Which city do you most associate with Leonard Bernstein? (Clue – It’s a Wonderful Town). Yes, New York of course, but others from Tel Aviv to Tanglewood via Vienna have a claim, as does Chichester, of Chichester Psalms fame. In 2018, the small West Sussex city has become NYC-on-sea, with a year of celebrations of the Bernstein centenary which, in the words of Bernstein pupil Marin Alsop, “no other city can possibly match”. So with the glorious Cathedral standing in for Carnegie Hall this concert was the climactic event of those celebrations, and Alsop conducted the Bournemouth Symphony Orchestra, bookending the concert with two major Bernstein works, both concerned with faith and using settings in Hebrew of Old Testament texts.
Bernstein’s Symphony no. 1 “Jeremiah” is from 1942 but the setting for mezzo that forms its last movement, called “Lamentations” after its biblical source, originated in 1939. The first two purely orchestral movements are also each given religious titles, “Prophecy” and “Profanation”. The first movement’s motivic substance is derived (consciously or otherwise) from liturgical material familiar from Bernstein’s traditional Jewish upbringing and depicts the pleading of Jeremiah with his errant people. The Bournemouth players sounded committed and as inside the idiom as Alsop, their former director and now Conductor Emeritus. The virtuosity of the Scherzo second movement was dispatched with aplomb, even if the big string tune in the middle was denied some richness by the reverberant acoustic – which otherwise served the programme very well. The moving finale was sung by Michelle DeYoung with passionate intensity, the rich tone and glorious amplitude of her voice effortlessly conveying this great Hebrew jeremiad the length of the nave and beyond.

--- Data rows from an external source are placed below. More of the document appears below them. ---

use std::future::Future;
use std::path::{Path, PathBuf};
use std::time::Duration;

use futures::FutureExt;
use serde::Serialize;
use tokio::sync::watch;
use tokio::time::{sleep, Instant};
use tracing::{error, info};

use crate::config::{load_run_config, ConfigOrigin, RunConfig};
use crate::pipeline::BatchRunner;

pub const DEFAULT_TICK: Duration = Duration::from_secs(10);

#[derive(Debug, Clone, Copy, PartialEq, Eq, Serialize)]
#[serde(rename_all = "snake_case")]
pub enum SchedulerState {
    Idle,
    Running,
}

#[derive(Debug, Clone, Copy, Default, PartialEq, Eq, Serialize)]
pub struct SchedulerSummary {
    pub runs: u64,
    pub channels_succeeded: u64,
    pub channels_failed: u64,
}

/// Runs a batch immediately, then again whenever `run_interval_minutes` has
/// elapsed since the previous batch *started*. The configuration file is
/// re-read before every batch.
pub struct Scheduler<R> {
    runner: R,
    config_path: PathBuf,
    tick: Duration,
    state: SchedulerState,
    last_started: Option<Instant>,
    interval: Duration,
}

impl<R: BatchRunner> Scheduler<R> {
    pub fn new(runner: R, config_path: impl Into<PathBuf>) -> Self {
        Self {
            runner,
            config_path: config_path.into(),
            tick: DEFAULT_TICK,
            state: SchedulerState::Idle,
            last_started: None,
            interval: RunConfig::default().run_interval(),
        }
    }

    pub fn with_tick(mut self, tick: Duration) -> Self {
        self.tick = tick;
        self
    }

    pub fn state(&self) -> SchedulerState {
        self.state
    }

    pub fn config_path(&self) -> &Path {
        &self.config_path
    }

    fn is_due(&self) -> bool {
        match self.last_started {
            None => true,
            Some(started) => started.elapsed() >= self.interval,
        }
    }

    fn reload_config(&self) -> RunConfig {
        match load_run_config(&self.config_path) {
            Ok(loaded) => {
                if let ConfigOrigin::FallbackDefault(reason) = &loaded.origin {
                    error!(path = %self.config_path.display(), %reason, "running with default configuration");
                }
                loaded.config
            }
            Err(err) => {
                error!(path = %self.config_path.display(), error = %err, "failed to load configuration, running with defaults");
                RunConfig::default()
            }
        }
    }

    /// Loops until `shutdown` resolves. `shutdown` is polled once before the
    /// first batch so signal listeners are registered up front. A batch in
    /// progress finishes its current channel and skips the rest.
    pub async fn run_until<F>(&mut self, shutdown: F) -> SchedulerSummary
    where
        F: Future<Output = ()> + Send + 'static,
    {
        let (stop_tx, mut stop_rx) = watch::channel(false);
        let mut shutdown = Box::pin(shutdown);
        let watcher = if (&mut shutdown).now_or_never().is_some() {
            let _ = stop_tx.send(true);
            None
        } else {
            Some(tokio::spawn(async move {
                shutdown.await;
                let _ = stop_tx.send(true);
            }))
        };

        let mut summary = SchedulerSummary::default();
        info!(
            config = %self.config_path.display(),
            tick_secs = self.tick.as_secs_f64(),
            "scheduler started"
        );

        loop {
            if *stop_rx.borrow() {
                break;
            }
            if self.is_due() {
                let config = self.reload_config();
                self.interval = config.run_interval();
                self.last_started = Some(Instant::now());
                self.state = SchedulerState::Running;

                let report = self.runner.run_batch(&config, &stop_rx).await;

                self.state = SchedulerState::Idle;
                summary.runs += 1;
                summary.channels_succeeded += report.succeeded() as u64;
                summary.channels_failed += report.failed() as u64;
                info!(
                    run = summary.runs,
                    stamp = %report.stamp,
                    succeeded = report.succeeded(),
                    failed = report.failed(),
                    next_in_secs = self.interval.as_secs(),
                    "scheduled batch finished"
                );
                continue;
            }

            tokio::select! {
                biased;
                changed = stop_rx.changed() => {
                    if changed.is_err() {
                        break;
                    }
                }
                _ = sleep(self.tick) => {}
            }
        }

        if let Some(watcher) = watcher {
            watcher.abort();
        }
        info!(runs = summary.runs, "scheduler stopped");
        summary
    }
}

#[cfg(test)]
mod tests {
    use super::*;
    use crate::pipeline::BatchReport;
    use async_trait::async_trait;
    use chrono::Utc;
    use std::sync::{Arc, Mutex};
    use tempfile::TempDir;

    struct CountingRunner {
        starts: Arc<Mutex<Vec<Instant>>>,
    }

    #[async_trait]
    impl BatchRunner for CountingRunner {
        async fn run_batch(
            &self,
            _config: &RunConfig,
            _shutdown: &watch::Receiver<bool>,
        ) -> BatchReport {
            self.starts.lock().unwrap().push(Instant::now());
            BatchReport {
                stamp: "20240101_000000".into(),
                started_at: Utc::now(),
                finished_at: Utc::now(),
                channels: Vec::new(),
            }
        }
    }

    #[tokio::test(start_paused = true)]
    async fn runs_on_interval_boundaries() {
        let dir = TempDir::new().unwrap();
        let config_path = dir.path().join("feedreel.toml");
        std::fs::write(&config_path, "run_interval_minutes = 1\n").unwrap();

        let starts = Arc::new(Mutex::new(Vec::new()));
        let mut scheduler = Scheduler::new(
            CountingRunner {
                starts: Arc::clone(&starts),
            },
            &config_path,
        )
        .with_tick(Duration::from_secs(10));

        let origin = Instant::now();
        let summary = scheduler
            .run_until(sleep(Duration::from_secs(150)))
            .await;

        assert_eq!(summary.runs, 3);
        assert_eq!(scheduler.state(), SchedulerState::Idle);
        let offsets: Vec<u64> = starts
            .lock()
            .unwrap()
            .iter()
            .map(|at| at.duration_since(origin).as_secs())
            .collect();
        assert_eq!(offsets, vec![0, 60, 120]);
    }

    #[tokio::test(start_paused = true)]
    async fn missing_config_file_is_created_before_first_run() {
        let dir = TempDir::new().unwrap();
        let config_path = dir.path().join("nested").join("feedreel.toml");
        let starts = Arc::new(Mutex::new(Vec::new()));
        let mut scheduler = Scheduler::new(
            CountingRunner {
                starts: Arc::clone(&starts),
            },
            &config_path,
        );

        let summary = scheduler.run_until(sleep(Duration::from_secs(1))).await;
        assert_eq!(summary.runs, 1);
        assert!(config_path.exists());
    }

    #[tokio::test(start_paused = true)]
    async fn already_resolved_shutdown_skips_every_run() {
        let dir = TempDir::new().unwrap();
        let starts = Arc::new(Mutex::new(Vec::new()));
        let mut scheduler = Scheduler::new(
            CountingRunner {
                starts: Arc::clone(&starts),
            },
            dir.path().join("feedreel.toml"),
        );

        let summary = scheduler.run_until(async {}).await;
        assert_eq!(summary.runs, 0);
        assert!(starts.lock().unwrap().is_empty());
    }
}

The second half featured the Cathedral choirs of Chichester, Winchester and Salisbury. “Chichester Psalms” does not fill a second half so what could they offer as the centrepiece of such a programme? The choice fell upon three of Bach’s motets, each led by one of the directors of those three choirs. The very first Der Geist hilft unser Schwachheit auf sounded a little undercooked from the outset and never quite settled down. The second, Komm, Jesu, komm, fared a little better but had some of the same problems of execution. Only the third motet, Lobet den Herrn made the effect it should. Great as this music can sound with larger choral groups in such spaces, without precise entry timings, metrical alertness or contrapuntal tidiness, then Bach – heresy alert – becomes boring. It was just a couple of rehearsals short of concert-readiness maybe. Would some more familiar music from these wonderfully well-schooled singers’ Anglican tradition have worked better?